> _PROBLEM TO SOLVE_
From the entries that follow, reproduce exactly and only the lines from the line with "self.write_html(&mut out);" to the line with "for child in children", endpoints included.

*** Opening MATERIAL SUPPLIED ***

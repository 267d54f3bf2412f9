//! Scroll tracker: navbar style, progress bar and active nav link.
//!
//! # Responsibility
//! - Recompute every scroll-derived value from the reported layout.
//! - Keep the derivations pure so they can be checked in isolation.
//!
//! # Invariants
//! - Progress is never NaN and stays within `0.0..=100.0`.
//! - Exactly one nav link is active, or none when no section matches.

use crate::config::PageConfig;
use crate::model::page::{Layout, Page, SectionBounds};

/// One scroll event as measured by the host.
#[derive(Debug, Clone, PartialEq)]
pub struct ScrollSnapshot {
    pub scroll_y: f64,
    pub layout: Layout,
    /// Host clock in milliseconds, used for throttling.
    pub at_ms: u64,
}

/// Applies one scroll snapshot to the page.
pub fn on_scroll(page: &mut Page, config: &PageConfig, snapshot: &ScrollSnapshot) {
    let scroll_y = snapshot.scroll_y;
    page.layout = snapshot.layout.clone();
    page.navbar_scrolled = scroll_y > config.scrolled_threshold;
    page.progress_width = progress_percent(
        scroll_y,
        snapshot.layout.scroll_height,
        snapshot.layout.client_height,
    );

    let current = active_section(
        &snapshot.layout.sections,
        scroll_y,
        config.section_activation_offset,
    )
    .map(|section| format!("#{}", section.id));
    for link in &mut page.nav.links {
        link.active = current.as_deref() == Some(link.href.as_str());
    }
}

/// Scroll progress as a percentage of the scrollable distance.
///
/// Documents no taller than the viewport report `0.0`.
pub fn progress_percent(scroll_y: f64, scroll_height: f64, client_height: f64) -> f64 {
    let scrollable = scroll_height - client_height;
    if !scrollable.is_finite() || scrollable <= 0.0 || !scroll_y.is_finite() {
        return 0.0;
    }
    ((scroll_y / scrollable) * 100.0).clamp(0.0, 100.0)
}

/// Last section, in document order, whose shifted extent contains `scroll_y`.
pub fn active_section(
    sections: &[SectionBounds],
    scroll_y: f64,
    activation_offset: f64,
) -> Option<&SectionBounds> {
    sections.iter().rev().find(|section| {
        let threshold = section.top - activation_offset;
        scroll_y >= threshold && scroll_y < threshold + section.height
    })
}
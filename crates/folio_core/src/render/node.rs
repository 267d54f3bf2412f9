//! Typed display-fragment tree and escaping serializer.
//!
//! # Invariants
//! - Free text only enters output through `Node::Text` or attribute values.
//! - Serialization escapes `& < > " '` in both positions.

/// One node of a display fragment.
#[derive(Debug, Clone, PartialEq, Eq)]
pub enum Node {
    Element {
        tag: &'static str,
        attrs: Vec<(&'static str, String)>,
        children: Vec<Node>,
    },
    Text(String),
}

/// Elements serialized without a closing tag.
const VOID_TAGS: &[&str] = &["img", "br", "hr", "input", "meta", "link"];

impl Node {
    pub fn element(tag: &'static str) -> Self {
        Self::Element {
            tag,
            attrs: Vec::new(),
            children: Vec::new(),
        }
    }

    pub fn text(value: impl Into<String>) -> Self {
        Self::Text(value.into())
    }

    /// Sets an attribute, replacing any previous value for the same name.
    pub fn attr(mut self, name: &'static str, value: impl Into<String>) -> Self {
        if let Self::Element { attrs, .. } = &mut self {
            let value = value.into();
            match attrs.iter_mut().find(|(key, _)| *key == name) {
                Some(slot) => slot.1 = value,
                None => attrs.push((name, value)),
            }
        }
        self
    }

    pub fn class(self, value: impl Into<String>) -> Self {
        self.attr("class", value)
    }

    pub fn child(mut self, node: Node) -> Self {
        if let Self::Element { children, .. } = &mut self {
            children.push(node);
        }
        self
    }

    pub fn children(mut self, nodes: impl IntoIterator<Item = Node>) -> Self {
        if let Self::Element { children, .. } = &mut self {
            children.extend(nodes);
        }
        self
    }

    /// Shorthand for an element holding a single text child.
    pub fn with_text(self, value: impl Into<String>) -> Self {
        self.child(Node::text(value))
    }

    pub fn get_attr(&self, name: &str) -> Option<&str> {
        match self {
            Self::Element { attrs, .. } => attrs
                .iter()
                .find(|(key, _)| *key == name)
                .map(|(_, value)| value.as_str()),
            Self::Text(_) => None,
        }
    }

    pub fn has_class(&self, class: &str) -> bool {
        self.get_attr("class")
            .map(|value| value.split_whitespace().any(|item| item == class))
            .unwrap_or(false)
    }

    pub fn child_nodes(&self) -> &[Node] {
        match self {
            Self::Element { children, .. } => children,
            Self::Text(_) => &[],
        }
    }

    /// Depth-first search for every descendant carrying `class`.
    pub fn find_by_class<'a>(&'a self, class: &str) -> Vec<&'a Node> {
        let mut found = Vec::new();
        self.collect_by_class(class, &mut found);
        found
    }

    fn collect_by_class<'a>(&'a self, class: &str, found: &mut Vec<&'a Node>) {
        if self.has_class(class) {
            found.push(self);
        }
        for child in self.child_nodes() {
            child.collect_by_class(class, found);
        }
    }

    /// Concatenated unescaped text of this subtree.
    pub fn text_content(&self) -> String {
        match self {
            Self::Text(value) => value.clone(),
            Self::Element { children, .. } => {
                children.iter().map(Node::text_content).collect::<String>()
            }
        }
    }

    pub fn to_html(&self) -> String {
        let mut out = String::new();
        self.write_html(&mut out);
        out
    }

    fn write_html(&self, out: &mut String) {
        match self {
            Self::Text(value) => out.push_str(escape_html(value).as_str()),
            Self::Element {
                tag,
                attrs,
                children,
            } => {
                out.push('<');
                out.push_str(tag);
                for (name, value) in attrs {
                    out.push(' ');
                    out.push_str(name);
                    out.push_str("=\"");
                    out.push_str(escape_html(value).as_str());
                    out.push('"');
                }
                out.push('>');
                if VOID_TAGS.contains(tag) {
                    return;
                }
                for child in children {
                    child.write_html(out);
                }
                out.push_str("</");
                out.push_str(tag);
                out.push('>');
            }
        }
    }
}

/// Escapes text for both element content and quoted attribute values.
pub fn escape_html(value: &str) -> String {
    let mut escaped = String::with_capacity(value.len());
    for ch in value.chars() {
        match ch {
            '&' => escaped.push_str("&amp;"),
            '<' => escaped.push_str("&lt;"),
            '>' => escaped.push_str("&gt;"),
            '"' => escaped.push_str("&quot;"),
            '\'' => escaped.push_str("&#39;"),
            other => escaped.push(other),
        }
    }
    escaped
}

#[cfg(test)]
mod tests {
    use super::{escape_html, Node};

    #[test]
    fn escapes_markup_characters() {
        assert_eq!(
            escape_html(r#"<b a="1">Tom & 'Jerry'</b>"#),
            "&lt;b a=&quot;1&quot;&gt;Tom &amp; &#39;Jerry&#39;&lt;/b&gt;"
        );
    }

    #[test]
    fn serializes_nested_elements_and_void_tags() {
        let node = Node::element("div")
            .class("card")
            .child(Node::element("img").attr("src", "a.png"))
            .child(Node::element("p").with_text("hi"));
        assert_eq!(
            node.to_html(),
            r#"<div class="card"><img src="a.png"><p>hi</p></div>"#
        );
    }

    #[test]
    fn script_text_never_becomes_markup() {
        let node = Node::element("h3").with_text("<script>alert(1)</script>");
        let html = node.to_html();
        assert!(!html.contains("<script>"));
        assert_eq!(node.text_content(), "<script>alert(1)</script>");
    }

    #[test]
    fn attr_replaces_existing_value() {
        let node = Node::element("a").attr("href", "#a").attr("href", "#b");
        assert_eq!(node.get_attr("href"), Some("#b"));
        assert_eq!(node.to_html(), r##"<a href="#b"></a>"##);
    }

    #[test]
    fn finds_descendants_by_class_token() {
        let node = Node::element("div").child(
            Node::element("span")
                .class("project-tag extra")
                .with_text("x"),
        );
        let found = node.find_by_class("project-tag");
        assert_eq!(found.len(), 1);
        assert_eq!(found[0].text_content(), "x");
    }
}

*** Closing MATERIAL SUPPLIED ***

> _SOLUTION FOR THIS PROBLEM_
        self.write_html(&mut out);
        out
    }

    fn write_html(&self, out: &mut String) {
        match self {
            Self::Text(value) => out.push_str(escape_html(value).as_str()),
            Self::Element {
                tag,
                attrs,
                children,
            } => {
                out.push('<');
                out.push_str(tag);
                for (name, value) in attrs {
                    out.push(' ');
                    out.push_str(name);
                    out.push_str("=\"");
                    out.push_str(escape_html(value).as_str());
                    out.push('"');
                }
                out.push('>');
                if VOID_TAGS.contains(tag) {
                    return;
                }
                for child in children {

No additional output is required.